**WHAT TO PRODUCE**.
Take from the data every line in which the word "trim" is found.

── SUPPLIED MATERIAL ──

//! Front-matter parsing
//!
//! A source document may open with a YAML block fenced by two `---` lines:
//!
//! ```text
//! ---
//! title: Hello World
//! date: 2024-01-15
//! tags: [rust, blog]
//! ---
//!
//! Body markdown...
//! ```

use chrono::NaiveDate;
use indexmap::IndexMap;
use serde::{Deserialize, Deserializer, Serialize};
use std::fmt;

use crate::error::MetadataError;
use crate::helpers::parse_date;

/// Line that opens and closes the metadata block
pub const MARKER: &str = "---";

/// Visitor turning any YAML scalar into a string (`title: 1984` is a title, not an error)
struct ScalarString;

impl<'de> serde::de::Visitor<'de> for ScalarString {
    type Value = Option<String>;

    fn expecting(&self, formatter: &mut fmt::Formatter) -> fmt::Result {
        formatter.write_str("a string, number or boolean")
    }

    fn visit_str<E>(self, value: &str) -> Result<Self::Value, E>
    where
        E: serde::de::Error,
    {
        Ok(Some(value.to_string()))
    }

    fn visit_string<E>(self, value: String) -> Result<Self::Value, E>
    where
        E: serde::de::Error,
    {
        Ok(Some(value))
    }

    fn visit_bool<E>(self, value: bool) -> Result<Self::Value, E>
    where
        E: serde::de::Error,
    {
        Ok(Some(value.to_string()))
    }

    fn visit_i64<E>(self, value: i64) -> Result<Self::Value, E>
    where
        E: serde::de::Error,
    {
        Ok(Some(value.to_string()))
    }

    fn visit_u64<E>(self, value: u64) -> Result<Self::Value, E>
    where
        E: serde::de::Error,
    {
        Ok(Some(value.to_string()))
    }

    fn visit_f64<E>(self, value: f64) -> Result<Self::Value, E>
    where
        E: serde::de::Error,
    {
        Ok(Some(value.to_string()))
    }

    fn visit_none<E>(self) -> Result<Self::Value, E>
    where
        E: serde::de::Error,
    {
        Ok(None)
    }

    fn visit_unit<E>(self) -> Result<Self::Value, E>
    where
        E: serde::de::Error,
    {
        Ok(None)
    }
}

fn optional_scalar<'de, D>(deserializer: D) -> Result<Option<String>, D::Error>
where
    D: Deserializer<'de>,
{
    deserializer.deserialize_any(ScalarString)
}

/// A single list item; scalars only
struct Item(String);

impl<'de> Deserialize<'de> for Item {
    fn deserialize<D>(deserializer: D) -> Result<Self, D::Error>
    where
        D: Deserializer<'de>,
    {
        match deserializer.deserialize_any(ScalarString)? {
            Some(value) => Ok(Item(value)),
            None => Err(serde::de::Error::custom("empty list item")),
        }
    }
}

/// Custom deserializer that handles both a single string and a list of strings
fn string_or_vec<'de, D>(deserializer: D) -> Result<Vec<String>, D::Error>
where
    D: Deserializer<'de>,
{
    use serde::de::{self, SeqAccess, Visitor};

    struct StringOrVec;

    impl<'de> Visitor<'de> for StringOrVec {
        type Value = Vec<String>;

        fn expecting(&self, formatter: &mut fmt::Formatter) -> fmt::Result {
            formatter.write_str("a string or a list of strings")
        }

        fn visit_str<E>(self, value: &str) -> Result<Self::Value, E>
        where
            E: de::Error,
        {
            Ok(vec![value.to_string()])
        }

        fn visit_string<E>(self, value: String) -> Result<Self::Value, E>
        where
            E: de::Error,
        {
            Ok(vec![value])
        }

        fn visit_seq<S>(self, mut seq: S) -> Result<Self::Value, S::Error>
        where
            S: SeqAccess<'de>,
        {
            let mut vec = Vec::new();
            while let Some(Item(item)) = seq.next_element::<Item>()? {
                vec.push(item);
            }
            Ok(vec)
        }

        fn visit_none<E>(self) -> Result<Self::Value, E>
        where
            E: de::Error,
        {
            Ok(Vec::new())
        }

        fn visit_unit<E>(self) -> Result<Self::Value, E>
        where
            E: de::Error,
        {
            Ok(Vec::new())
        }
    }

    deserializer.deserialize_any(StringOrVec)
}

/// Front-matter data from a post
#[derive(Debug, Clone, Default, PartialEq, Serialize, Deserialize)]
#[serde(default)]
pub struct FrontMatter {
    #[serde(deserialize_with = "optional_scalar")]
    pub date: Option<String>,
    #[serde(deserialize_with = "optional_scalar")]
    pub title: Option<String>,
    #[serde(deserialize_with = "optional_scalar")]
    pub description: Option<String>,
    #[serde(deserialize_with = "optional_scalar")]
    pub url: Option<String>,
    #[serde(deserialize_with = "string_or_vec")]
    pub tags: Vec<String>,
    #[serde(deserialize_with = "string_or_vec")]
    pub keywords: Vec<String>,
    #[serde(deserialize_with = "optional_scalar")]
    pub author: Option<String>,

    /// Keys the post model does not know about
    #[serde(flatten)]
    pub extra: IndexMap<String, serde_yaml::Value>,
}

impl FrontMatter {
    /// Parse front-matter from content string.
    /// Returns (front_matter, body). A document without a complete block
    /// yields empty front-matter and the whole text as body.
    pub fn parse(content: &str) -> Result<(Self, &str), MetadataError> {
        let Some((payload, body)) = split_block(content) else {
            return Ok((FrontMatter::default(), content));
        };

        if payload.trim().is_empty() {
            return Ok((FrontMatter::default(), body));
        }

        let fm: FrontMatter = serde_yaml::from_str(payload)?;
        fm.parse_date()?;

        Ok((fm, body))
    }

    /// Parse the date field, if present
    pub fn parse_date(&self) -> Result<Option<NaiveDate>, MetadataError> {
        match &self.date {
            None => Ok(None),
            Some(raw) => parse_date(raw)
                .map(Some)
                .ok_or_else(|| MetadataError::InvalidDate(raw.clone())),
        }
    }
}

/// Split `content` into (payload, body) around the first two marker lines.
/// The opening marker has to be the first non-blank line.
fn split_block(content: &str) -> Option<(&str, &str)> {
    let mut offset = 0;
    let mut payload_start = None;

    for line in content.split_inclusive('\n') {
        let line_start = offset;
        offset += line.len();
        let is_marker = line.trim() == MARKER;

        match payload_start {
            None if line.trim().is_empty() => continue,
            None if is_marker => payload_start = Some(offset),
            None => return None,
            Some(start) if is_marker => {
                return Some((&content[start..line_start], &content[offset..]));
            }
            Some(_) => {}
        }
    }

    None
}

───

**WRITTEN ANSWER**.
        if payload.trim().is_empty() {
        let is_marker = line.trim() == MARKER;
            None if line.trim().is_empty() => continue,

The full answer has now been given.